New study sheds light on higher adherence to HIV drugs in Africa than in North America

Levels of near-perfect adherence to life saving antiretroviral drugs among African HIV patients should be understood as a means of preserving key social relationships, says a new study published in the open-access journal PLoS Medicine.

In Sub-Saharan Africa, adherence to these anti-HIV drugs improves patients' health, which is also a strong predictor of adherence success in developed countries. But for individuals living in extreme poverty, adhering to antiretroviral medicine regimens also helps them protect the relationships they rely upon to survive.

Norma Ware from Harvard University, Boston, USA and colleagues interviewed 252 patients and caregivers in Nigeria, Tanzania and Uganda, and identified several strategies used by patients to overcome economic obstacles to ART adherence. Strategies aimed at prioritizing adherence included borrowing and begging for funds to pay for travel to clinics, making difficult choices that reallocated available resources in favor of treatment, and "doing without." Dr. Ware and colleagues report that individuals' prioritizing of ART adherence reflected the importance of relationships as a resource for managing economic hardship: caregivers and supporters expected patients to adhere to ART, and they made their expectations known.
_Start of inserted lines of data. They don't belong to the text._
impl SessionController {
    /// Creates a controller over the given collaborators.
    #[must_use]
    pub fn new(
        transport: Arc<dyn Transport>,
        probe: MetadataProbe,
        thumbnails: ThumbnailGenerator,
        registry: SessionRegistry,
        config: SessionConfig,
    ) -> Self {
        Self {
            transport,
            probe,
            thumbnails,
            registry,
            config,
        }
    }

    /// Runs one submission through the whole pipeline.
    ///
    /// Admission failures reply to the user and leave no state behind. A
    /// failed transfer rewrites the status display to a failure note and
    /// releases the session; a cancelled transfer leaves the display to the
    /// cancel handler. Local artifacts are removed on every exit path that
    /// created any, and the registry slot comes free on every exit path,
    /// panics included.
    pub async fn run(&self, submission: MediaSubmission) -> SessionOutcome {
        let user = submission.user;

        // The guard frees the registry slot whenever it drops; after a
        // cancel eviction its drop is a no-op.
        let Some(guard) = self.registry.try_acquire(user) else {
            self.send_best_effort(submission.chat, ALREADY_ACTIVE).await;
            return SessionOutcome::AlreadyActive;
        };

        if submission.kind == MediaKind::Document
            && !self.config.accepts_extension(&submission.file_name)
        {
            drop(guard);
            self.send_best_effort(submission.chat, UNSUPPORTED_TYPE)
                .await;
            return SessionOutcome::Unsupported;
        }

        let cancel = guard.cancel_token().clone();
        let started = Instant::now();
        log::info!(
            "session started for user {user}: {} ({} bytes)",
            submission.file_name,
            submission.media.file_size
        );

        if let Err(e) = tokio::fs::create_dir_all(&self.config.download_dir).await {
            log::error!(
                "cannot create download directory {}: {e}",
                self.config.download_dir.display()
            );
            drop(guard);
            self.send_best_effort(submission.chat, DOWNLOAD_FAILED).await;
            return SessionOutcome::DownloadFailed;
        }

        let status = match self
            .transport
            .send_text(submission.chat, STATUS_DOWNLOADING, Some(submission.message))
            .await
        {
            Ok(status) => status,
            Err(e) => {
                log::error!("cannot create status display for user {user}: {e}");
                drop(guard);
                return SessionOutcome::DownloadFailed;
            }
        };
        self.registry.set_status(user, status);

        // Downloading.
        let dest = self.destination_path(&submission);
        let reporter = Arc::new(StatusReporter::new(
            Arc::clone(&self.transport),
            status,
            DOWNLOAD_HEADLINE,
        ));
        match self
            .transport
            .download_media(&submission.media, &dest, reporter, cancel.clone())
            .await
        {
            Ok(()) => {}
            Err(Error::Cancelled) => {
                // The cancel handler already evicted the slot.
                log::info!("download cancelled for user {user}");
                self.discard_artifacts(&dest, None).await;
                return SessionOutcome::Cancelled;
            }
            Err(e) => {
                log::error!("download failed for user {user}: {e}");
                self.edit_best_effort(status, DOWNLOAD_FAILED).await;
                drop(guard);
                self.discard_artifacts(&dest, None).await;
                return SessionOutcome::DownloadFailed;
            }
        }

        // The source message is retired once its payload is safely on disk.
        if let Err(e) = self.transport.delete_message(submission.message).await {
            log::debug!("could not delete the submission message: {e}");
        }

        if !self.registry.is_active(user) {
            log::info!("session cancelled before processing for user {user}");
            self.discard_artifacts(&dest, None).await;
            return SessionOutcome::Cancelled;
        }

        // Processing: best-effort enrichment, never aborts the session.
        self.edit_best_effort(status, STATUS_PROCESSING).await;
        let metadata = self.probe.probe(&dest).await;
        let thumbnail = if metadata.duration_secs > 0 {
            self.thumbnails
                .generate(
                    &dest,
                    &self.config.download_dir,
                    metadata.screenshot_offset_secs(),
                    metadata.height,
                )
                .await
        } else {
            None
        };

        if !self.registry.is_active(user) {
            log::info!("session cancelled before upload for user {user}");
            self.discard_artifacts(&dest, thumbnail.as_deref()).await;
            return SessionOutcome::Cancelled;
        }

        // Uploading, with a fresh throughput baseline.
        self.edit_best_effort(status, STATUS_UPLOADING).await;
        let upload = VideoUpload {
            path: dest.clone(),
            metadata,
            caption: submission.upload_caption(),
            thumbnail: thumbnail.clone(),
        };
        let reporter = Arc::new(StatusReporter::new(
            Arc::clone(&self.transport),
            status,
            UPLOAD_HEADLINE,
        ));
        match self
            .transport
            .upload_video(submission.chat, &upload, reporter, cancel)
            .await
        {
            Ok(()) => {}
            Err(Error::Cancelled) => {
                log::info!("upload cancelled for user {user}");
                self.discard_artifacts(&dest, thumbnail.as_deref()).await;
                return SessionOutcome::Cancelled;
            }
            Err(e) => {
                log::error!("upload failed for user {user}: {e}");
                self.edit_best_effort(status, UPLOAD_FAILED).await;
                drop(guard);
                self.discard_artifacts(&dest, thumbnail.as_deref()).await;
                return SessionOutcome::UploadFailed;
            }
        }

        // Cleanup.
        self.discard_artifacts(&dest, thumbnail.as_deref()).await;
        if let Err(e) = self.transport.delete_message(status).await {
            log::debug!("could not delete the status display: {e}");
        }
        drop(guard);
        log::info!(
            "session completed for user {user} in {}",
            format_duration(started.elapsed())
        );
        SessionOutcome::Completed
    }

    /// Cancels the user's active session, if any.
    ///
    /// Confirms on the session's status display when one exists; the
    /// in-flight transfer observes the fired token and unwinds on its own.
    /// Returns whether there was a session to cancel.
    pub async fn cancel(&self, user: UserId, chat: ChatRef) -> bool {
        match self.registry.cancel(user) {
            Some(released) => {
                log::info!("cancel requested for user {user}");
                match released.status {
                    Some(status) => self.edit_best_effort(status, CANCEL_CONFIRMED).await,
                    None => self.send_best_effort(chat, CANCEL_CONFIRMED).await,
                }
                true
            }
            None => {
                self.send_best_effort(chat, NOTHING_TO_CANCEL).await;
                false
            }
        }
    }

    /// Where the submission's payload is written while in flight. Names
    /// carry the user id and a millisecond timestamp, so concurrent
    /// sessions never collide inside the shared download directory.
    fn destination_path(&self, submission: &MediaSubmission) -> PathBuf {
        let unique = format!(
            "{}-{}-{}",
            submission.user,
            chrono::Utc::now().timestamp_millis(),
            submission.file_name
        );
        self.config.download_dir.join(unique)
    }

    /// Waits out the settle delay, then removes the session's local files.
    async fn discard_artifacts(&self, source: &Path, thumbnail: Option<&Path>) {
        tokio::time::sleep(self.config.cleanup_delay()).await;
        remove_artifact(source).await;
        if let Some(thumbnail) = thumbnail {
            remove_artifact(thumbnail).await;
        }
    }

    async fn send_best_effort(&self, chat: ChatRef, text: &str) {
        if let Err(e) = self.transport.send_text(chat, text, None).await {
            log::warn!("could not send \"{text}\": {e}");
        }
    }

    async fn edit_best_effort(&self, message: MessageRef, text: &str) {
        if let Err(e) = self.transport.edit_text(message, text).await {
            log::warn!("status update failed: {e}");
        }
    }
}
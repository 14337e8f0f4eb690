//! Configuration types for the bot and its conversion sessions.

use std::env;
use std::path::{Path, PathBuf};
use std::time::Duration;

use serde::{Deserialize, Serialize};

/// File extensions recognized as video submissions by default.
const DEFAULT_VIDEO_EXTENSIONS: [&str; 14] = [
    "mp4", "mov", "avi", "mkv", "flv", "wmv", "webm", "mpg", "mpeg", "3gp", "ts", "m4v", "f4v",
    "vob",
];

/// Messaging-service credentials.
#[derive(Debug, Clone, Default, Serialize, Deserialize)]
#[serde(default)]
pub struct TelegramConfig {
    /// Bot API token; usually supplied via the `BOT_TOKEN` environment variable.
    pub bot_token: String,
}

impl TelegramConfig {
    /// Returns the bot token.
    ///
    /// # Errors
    ///
    /// Returns [`crate::Error::Config`] if no token was configured.
    pub fn token(&self) -> crate::Result<&str> {
        if self.bot_token.is_empty() {
            return Err(crate::Error::Config(
                "BOT_TOKEN environment variable not set".to_string(),
            ));
        }
        Ok(&self.bot_token)
    }
}

/// Per-session behavior configuration.
#[derive(Debug, Clone, Serialize, Deserialize)]
#[serde(default)]
pub struct SessionConfig {
    /// Directory where in-flight downloads are written.
    pub download_dir: PathBuf,
    /// File extensions accepted for submitted documents.
    pub video_extensions: Vec<String>,
    /// Seconds to wait before deleting artifacts during cleanup.
    pub cleanup_delay_secs: u64,
}

impl Default for SessionConfig {
    fn default() -> Self {
        Self {
            download_dir: PathBuf::from("./downloads"),
            video_extensions: DEFAULT_VIDEO_EXTENSIONS
                .iter()
                .map(ToString::to_string)
                .collect(),
            cleanup_delay_secs: 2,
        }
    }
}

impl SessionConfig {
    /// Creates a new configuration with default values.
    #[must_use]
    pub fn new() -> Self {
        Self::default()
    }

    /// Sets the download directory.
    #[must_use]
    pub fn with_download_dir(mut self, dir: impl Into<PathBuf>) -> Self {
        self.download_dir = dir.into();
        self
    }

    /// Sets the cleanup settle delay in seconds.
    #[must_use]
    pub const fn with_cleanup_delay_secs(mut self, secs: u64) -> Self {
        self.cleanup_delay_secs = secs;
        self
    }

    /// The delay applied before artifact deletion during cleanup.
    #[must_use]
    pub const fn cleanup_delay(&self) -> Duration {
        Duration::from_secs(self.cleanup_delay_secs)
    }

    /// Whether a file name carries a recognized video extension.
    #[must_use]
    pub fn accepts_extension(&self, file_name: &str) -> bool {
        Path::new(file_name)
            .extension()
            .and_then(|ext| ext.to_str())
            .is_some_and(|ext| {
                let ext = ext.to_ascii_lowercase();
                self.video_extensions.iter().any(|known| *known == ext)
            })
    }
}

/// Paths of the external media tools.
#[derive(Debug, Clone, Serialize, Deserialize)]
#[serde(default)]
pub struct ToolsConfig {
    /// Path to the `ffmpeg` executable.
    pub ffmpeg_path: String,
    /// Path to the `ffprobe` executable.
    pub ffprobe_path: String,
}

impl Default for ToolsConfig {
    fn default() -> Self {
        Self {
            ffmpeg_path: "ffmpeg".to_string(),
            ffprobe_path: "ffprobe".to_string(),
        }
    }
}

/// Complete application configuration combining credentials, session, and
/// tool settings.
#[derive(Debug, Clone, Default, Serialize, Deserialize)]
#[serde(default)]
pub struct AppConfig {
    /// Messaging-service credentials.
    pub telegram: TelegramConfig,
    /// Session behavior configuration.
    pub session: SessionConfig,
    /// External tool paths.
    pub tools: ToolsConfig,
}

impl AppConfig {
    /// Creates a new config with default values.
    #[must_use]
    pub fn new() -> Self {
        Self::default()
    }

    /// Loads configuration from the optional config file, then applies
    /// environment-variable overrides.
    ///
    /// # Errors
    ///
    /// Returns an error if the config file exists but cannot be read or
    /// parsed.
    pub fn load() -> crate::Result<Self> {
        let mut config = match Self::config_file_path() {
            Some(path) if path.exists() => {
                let raw = std::fs::read_to_string(&path)?;
                toml::from_str(&raw).map_err(|e| {
                    crate::Error::Config(format!("failed to parse {}: {e}", path.display()))
                })?
            }
            _ => Self::default(),
        };
        config.apply_env_overrides();
        Ok(config)
    }

    /// Location of the optional TOML config file.
    #[must_use]
    pub fn config_file_path() -> Option<PathBuf> {
        dirs::config_dir().map(|dir| dir.join("streamify").join("config.toml"))
    }

    fn apply_env_overrides(&mut self) {
        if let Ok(token) = env::var("BOT_TOKEN") {
            self.telegram.bot_token = token;
        }
        if let Ok(dir) = env::var("DOWNLOAD_LOCATION") {
            self.session.download_dir = PathBuf::from(dir);
        }
        if let Ok(path) = env::var("FFMPEG_PATH") {
            self.tools.ffmpeg_path = path;
        }
        if let Ok(path) = env::var("FFPROBE_PATH") {
            self.tools.ffprobe_path = path;
        }
    }
}
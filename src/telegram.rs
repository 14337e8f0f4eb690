//! Telegram Bot API bindings: the [`Transport`] implementation backed by
//! teloxide, update routing, and the long-polling dispatcher.

use std::path::Path;
use std::pin::Pin;
use std::sync::Arc;
use std::task::{Context, Poll};

use async_trait::async_trait;
use teloxide::dispatching::DpHandlerDescription;
use teloxide::net::Download;
use teloxide::prelude::*;
use teloxide::types::{InputFile, MessageId};
use teloxide::{ApiError, RequestError};
use tokio::io::{AsyncWrite, AsyncWriteExt};
use tokio_util::sync::CancellationToken;

use crate::commands::{self, Command};
use crate::error::{Error, Result};
use crate::session::SessionController;
use crate::transport::{
    ChatRef, InboundMedia, MediaKind, MediaSubmission, MessageRef, TransferObserver, Transport,
    UserId, VideoUpload,
};

// ============================================================================
// Transport implementation
// ============================================================================

/// [`Transport`] backed by the Telegram Bot API.
#[derive(Clone)]
pub struct TelegramTransport {
    bot: Bot,
}

impl TelegramTransport {
    #[must_use]
    pub const fn new(bot: Bot) -> Self {
        Self { bot }
    }
}

#[async_trait]
impl Transport for TelegramTransport {
    async fn download_media(
        &self,
        media: &InboundMedia,
        dest: &Path,
        observer: Arc<dyn TransferObserver>,
        cancel: CancellationToken,
    ) -> Result<()> {
        let file = self.bot.get_file(media.file_id.clone()).await?;
        let out = tokio::fs::File::create(dest).await?;
        let mut writer = CountingWriter::new(out, observer, media.file_size);

        tokio::select! {
            result = self.bot.download_file(&file.path, &mut writer) => result?,
            () = cancel.cancelled() => return Err(Error::Cancelled),
        }

        writer.flush().await?;
        Ok(())
    }

    async fn upload_video(
        &self,
        chat: ChatRef,
        upload: &VideoUpload,
        observer: Arc<dyn TransferObserver>,
        cancel: CancellationToken,
    ) -> Result<()> {
        let size = tokio::fs::metadata(&upload.path).await?.len();

        let mut request = self
            .bot
            .send_video(ChatId(chat.0), InputFile::file(upload.path.clone()))
            .duration(upload.metadata.duration_secs)
            .width(upload.metadata.width)
            .height(upload.metadata.height)
            .caption(upload.caption.clone())
            .supports_streaming(true);
        if let Some(thumbnail) = &upload.thumbnail {
            request = request.thumb(InputFile::file(thumbnail.clone()));
        }

        tokio::select! {
            result = request.send() => { result?; }
            () = cancel.cancelled() => return Err(Error::Cancelled),
        }

        // The Bot API exposes no byte-level upload hooks, so progress is
        // only reported at completion.
        observer.on_chunk(size, size);
        Ok(())
    }

    async fn send_text(
        &self,
        chat: ChatRef,
        text: &str,
        reply_to: Option<MessageRef>,
    ) -> Result<MessageRef> {
        let mut request = self.bot.send_message(ChatId(chat.0), text.to_string());
        if let Some(reply) = reply_to {
            request = request.reply_to_message_id(MessageId(reply.id));
        }
        let message = request.await?;
        Ok(MessageRef {
            chat: ChatRef(message.chat.id.0),
            id: message.id.0,
        })
    }

    async fn edit_text(&self, message: MessageRef, text: &str) -> Result<()> {
        let request = self.bot.edit_message_text(
            ChatId(message.chat.0),
            MessageId(message.id),
            text.to_string(),
        );
        match request.await {
            Ok(_) => Ok(()),
            // Re-sending identical text is harmless.
            Err(RequestError::Api(ApiError::MessageNotModified)) => Ok(()),
            Err(e) => Err(e.into()),
        }
    }

    async fn delete_message(&self, message: MessageRef) -> Result<()> {
        self.bot
            .delete_message(ChatId(message.chat.0), MessageId(message.id))
            .await?;
        Ok(())
    }
}

/// Wraps an [`AsyncWrite`] and reports the running byte count to a
/// [`TransferObserver`] after every write.
struct CountingWriter<W> {
    inner: W,
    observer: Arc<dyn TransferObserver>,
    transferred: u64,
    total: u64,
}

impl<W> CountingWriter<W> {
    fn new(inner: W, observer: Arc<dyn TransferObserver>, total: u64) -> Self {
        Self {
            inner,
            observer,
            transferred: 0,
            total,
        }
    }
}

impl<W: AsyncWrite + Unpin> AsyncWrite for CountingWriter<W> {
    fn poll_write(
        mut self: Pin<&mut Self>,
        cx: &mut Context<'_>,
        buf: &[u8],
    ) -> Poll<std::io::Result<usize>> {
        let this = self.as_mut().get_mut();
        match Pin::new(&mut this.inner).poll_write(cx, buf) {
            Poll::Ready(Ok(written)) => {
                this.transferred += written as u64;
                this.observer.on_chunk(this.transferred, this.total);
                Poll::Ready(Ok(written))
            }
            other => other,
        }
    }

    fn poll_flush(mut self: Pin<&mut Self>, cx: &mut Context<'_>) -> Poll<std::io::Result<()>> {
        Pin::new(&mut self.as_mut().get_mut().inner).poll_flush(cx)
    }

    fn poll_shutdown(mut self: Pin<&mut Self>, cx: &mut Context<'_>) -> Poll<std::io::Result<()>> {
        Pin::new(&mut self.as_mut().get_mut().inner).poll_shutdown(cx)
    }
}

// ============================================================================
// Update routing
// ============================================================================

/// Shared services injected into every handler invocation.
#[derive(Clone)]
pub struct BotServices {
    pub controller: Arc<SessionController>,
}

impl BotServices {
    #[must_use]
    pub const fn new(controller: Arc<SessionController>) -> Self {
        Self { controller }
    }
}

/// Builds the dptree handler for incoming updates.
#[must_use]
pub fn build_handler() -> Handler<'static, DependencyMap, Result<()>, DpHandlerDescription> {
    dptree::entry().branch(Update::filter_message().endpoint(on_message))
}

/// Runs the long-polling dispatcher until the process is interrupted.
pub async fn run_dispatcher(bot: Bot, services: BotServices) {
    Dispatcher::builder(bot, build_handler())
        .dependencies(dptree::deps![services])
        .enable_ctrlc_handler()
        .build()
        .dispatch()
        .await;
}

async fn on_message(bot: Bot, services: BotServices, msg: Message) -> Result<()> {
    if let Some(text) = msg.text()
        && let Some(command) = commands::parse(text)
    {
        return handle_command(&bot, &services, &msg, command).await;
    }

    if let Some(submission) = extract_submission(&msg) {
        let controller = Arc::clone(&services.controller);
        // Sessions run for minutes; detach so the dispatcher keeps
        // consuming updates (including /cancel for this very session).
        tokio::spawn(async move {
            controller.run(submission).await;
        });
    }

    Ok(())
}

async fn handle_command(
    bot: &Bot,
    services: &BotServices,
    msg: &Message,
    command: Command,
) -> Result<()> {
    match command {
        Command::Start => {
            bot.send_message(msg.chat.id, commands::START_TEXT).await?;
        }
        Command::Help => {
            bot.send_message(msg.chat.id, commands::HELP_TEXT).await?;
        }
        Command::Cancel => {
            if let Some(from) = msg.from() {
                services
                    .controller
                    .cancel(UserId(from.id.0), ChatRef(msg.chat.id.0))
                    .await;
            }
        }
    }
    Ok(())
}

/// Maps an incoming message onto a [`MediaSubmission`], if it carries media
/// this bot handles. Videos are always accepted; documents must carry a
/// file name so the extension gate has something to inspect.
fn extract_submission(msg: &Message) -> Option<MediaSubmission> {
    let from = msg.from()?;

    let (media, kind, file_name) = if let Some(video) = msg.video() {
        let name = video
            .file_name
            .clone()
            .unwrap_or_else(default_video_name);
        (
            InboundMedia {
                file_id: video.file.id.clone(),
                file_size: u64::from(video.file.size),
            },
            MediaKind::Video,
            name,
        )
    } else if let Some(document) = msg.document() {
        let name = document.file_name.clone()?;
        (
            InboundMedia {
                file_id: document.file.id.clone(),
                file_size: u64::from(document.file.size),
            },
            MediaKind::Document,
            name,
        )
    } else {
        return None;
    };

    Some(MediaSubmission {
        user: UserId(from.id.0),
        chat: ChatRef(msg.chat.id.0),
        message: MessageRef {
            chat: ChatRef(msg.chat.id.0),
            id: msg.id.0,
        },
        media,
        kind,
        file_name,
        caption: msg.caption().map(ToString::to_string),
    })
}

/// Fallback name for videos Telegram delivers without one.
fn default_video_name() -> String {
    format!("video-{}.mp4", chrono::Utc::now().timestamp_millis())
}

#[cfg(test)]
mod tests {
    use super::*;

    fn message_from_json(json: &str) -> Message {
        serde_json::from_str(json).expect("message fixture should deserialize")
    }

    #[test]
    fn video_message_becomes_a_submission() {
        let msg = message_from_json(
            r#"{
                "message_id": 11,
                "date": 1700000000,
                "chat": {"id": 77, "type": "private", "first_name": "Ada"},
                "from": {"id": 7, "is_bot": false, "first_name": "Ada"},
                "video": {
                    "file_id": "vid-1",
                    "file_unique_id": "u1",
                    "width": 1280,
                    "height": 720,
                    "duration": 120,
                    "file_name": "movie.mp4",
                    "mime_type": null,
                    "file_size": 2048
                },
                "caption": "check this out"
            }"#,
        );

        let submission = extract_submission(&msg).expect("video should be accepted");
        assert_eq!(submission.user, UserId(7));
        assert_eq!(submission.chat, ChatRef(77));
        assert_eq!(submission.message.id, 11);
        assert_eq!(submission.kind, MediaKind::Video);
        assert_eq!(submission.file_name, "movie.mp4");
        assert_eq!(submission.media.file_id, "vid-1");
        assert_eq!(submission.media.file_size, 2048);
        assert_eq!(submission.caption.as_deref(), Some("check this out"));
    }

    #[test]
    fn unnamed_video_gets_a_generated_name() {
        let msg = message_from_json(
            r#"{
                "message_id": 12,
                "date": 1700000000,
                "chat": {"id": 77, "type": "private", "first_name": "Ada"},
                "from": {"id": 7, "is_bot": false, "first_name": "Ada"},
                "video": {
                    "file_id": "vid-2",
                    "file_unique_id": "u2",
                    "width": 640,
                    "height": 360,
                    "duration": 5,
                    "mime_type": null,
                    "file_size": 512
                }
            }"#,
        );

        let submission = extract_submission(&msg).expect("video should be accepted");
        assert!(submission.file_name.starts_with("video-"));
        assert!(submission.file_name.ends_with(".mp4"));
        assert!(submission.caption.is_none());
    }

    #[test]
    fn named_document_becomes_a_submission() {
        let msg = message_from_json(
            r#"{
                "message_id": 13,
                "date": 1700000000,
                "chat": {"id": 77, "type": "private", "first_name": "Ada"},
                "from": {"id": 7, "is_bot": false, "first_name": "Ada"},
                "document": {
                    "file_id": "doc-1",
                    "file_unique_id": "u3",
                    "file_name": "clip.mkv",
                    "file_size": 4096
                }
            }"#,
        );

        let submission = extract_submission(&msg).expect("named document should be accepted");
        assert_eq!(submission.kind, MediaKind::Document);
        assert_eq!(submission.file_name, "clip.mkv");
        assert_eq!(submission.media.file_size, 4096);
    }

    #[test]
    fn unnamed_document_is_ignored() {
        let msg = message_from_json(
            r#"{
                "message_id": 14,
                "date": 1700000000,
                "chat": {"id": 77, "type": "private", "first_name": "Ada"},
                "from": {"id": 7, "is_bot": false, "first_name": "Ada"},
                "document": {
                    "file_id": "doc-2",
                    "file_unique_id": "u4",
                    "file_size": 4096
                }
            }"#,
        );

        assert!(extract_submission(&msg).is_none());
    }

    #[test]
    fn text_message_is_ignored() {
        let msg = message_from_json(
            r#"{
                "message_id": 15,
                "date": 1700000000,
                "chat": {"id": 77, "type": "private", "first_name": "Ada"},
                "from": {"id": 7, "is_bot": false, "first_name": "Ada"},
                "text": "/start"
            }"#,
        );

        assert!(extract_submission(&msg).is_none());
    }
}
This created a responsibility among patients to adhere. Patients, in turn, adhered to their treatment to promote good will from their caregivers, thereby ensuring help will be available when future needs arise, say the authors.

That HIV patients in Africa achieve close to 90% adherence rates-far exceeding those achieved in North America-is remarkable given the "formidable obstacles in the poorest regions of the world," say the authors. This "dispels early scale-up concerns that adherence would be inadequate in settings of extreme poverty." The authors conclude that adherence success is best explained as a means of fulfilling social responsibilities and thus preserving social capital in economic and cultural settings where good relationships are necessary for survival.

In an expert commentary on the study, Agnes Binagwaho and Niloo Ratnayake, who were not involved in the study, discuss the importance of social capital in African societies compared to more developed countries, stating that "people in the US tend to be more individualistic and therefore less focused upon and connected to the group as a whole." The challenge for African will be to "maintain social capital while improving economic development, which can bring a more individualistic way of life."